• Data for the task:
----------------------------------------
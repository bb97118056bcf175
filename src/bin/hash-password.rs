//! Prints a bcrypt hash for the `ADMIN_PASSWORD_HASH` environment variable.

use bcrypt::{hash, verify, DEFAULT_COST};
use std::env;

use deviem_site::config::DEFAULT_ADMIN_PASSWORD;

fn main() {
    let password = env::args().nth(1).unwrap_or_else(|| {
        eprintln!("Usage: cargo run --bin hash-password <PASSWORD>");
        std::process::exit(1);
    });

    if password == DEFAULT_ADMIN_PASSWORD {
        eprintln!("Warning: this is the built-in default password. Pick a new one for production.");
    }

    let hashed = match hash(&password, DEFAULT_COST) {
        Ok(hashed) => hashed,
        Err(e) => {
            eprintln!("Error hashing password: {}", e);
            std::process::exit(1);
        }
    };

    // Verify before printing
    if !verify(&password, &hashed).unwrap_or(false) {
        eprintln!("Error: generated hash did not verify");
        std::process::exit(1);
    }

    println!("\nCost     : {}", DEFAULT_COST);
    println!("Hash     : {}\n", hashed);
    println!("# Paste this into your .env (and remove ADMIN_PASSWORD):");
    println!("ADMIN_PASSWORD_HASH={}", hashed);
}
----------------------------------------
• Your task: Each line of the data above must be restated word for word.

• Solution for this problem:
repository bb97118056bcf175
filename src/bin/hash-password.rs
//! Prints a bcrypt hash for the `ADMIN_PASSWORD_HASH` environment variable.

use bcrypt::{hash, verify, DEFAULT_COST};
use std::env;

use deviem_site::config::DEFAULT_ADMIN_PASSWORD;

fn main() {
    let password = env::args().nth(1).unwrap_or_else(|| {
        eprintln!("Usage: cargo run --bin hash-password <PASSWORD>");
        std::process::exit(1);
    });

    if password == DEFAULT_ADMIN_PASSWORD {
        eprintln!("Warning: this is the built-in default password. Pick a new one for production.");
    }

    let hashed = match hash(&password, DEFAULT_COST) {
        Ok(hashed) => hashed,
        Err(e) => {
            eprintln!("Error hashing password: {}", e);
            std::process::exit(1);
        }
    };

    // Verify before printing
    if !verify(&password, &hashed).unwrap_or(false) {
        eprintln!("Error: generated hash did not verify");
        std::process::exit(1);
    }

    println!("\nCost     : {}", DEFAULT_COST);
    println!("Hash     : {}\n", hashed);
    println!("# Paste this into your .env (and remove ADMIN_PASSWORD):");
    println!("ADMIN_PASSWORD_HASH={}", hashed);
}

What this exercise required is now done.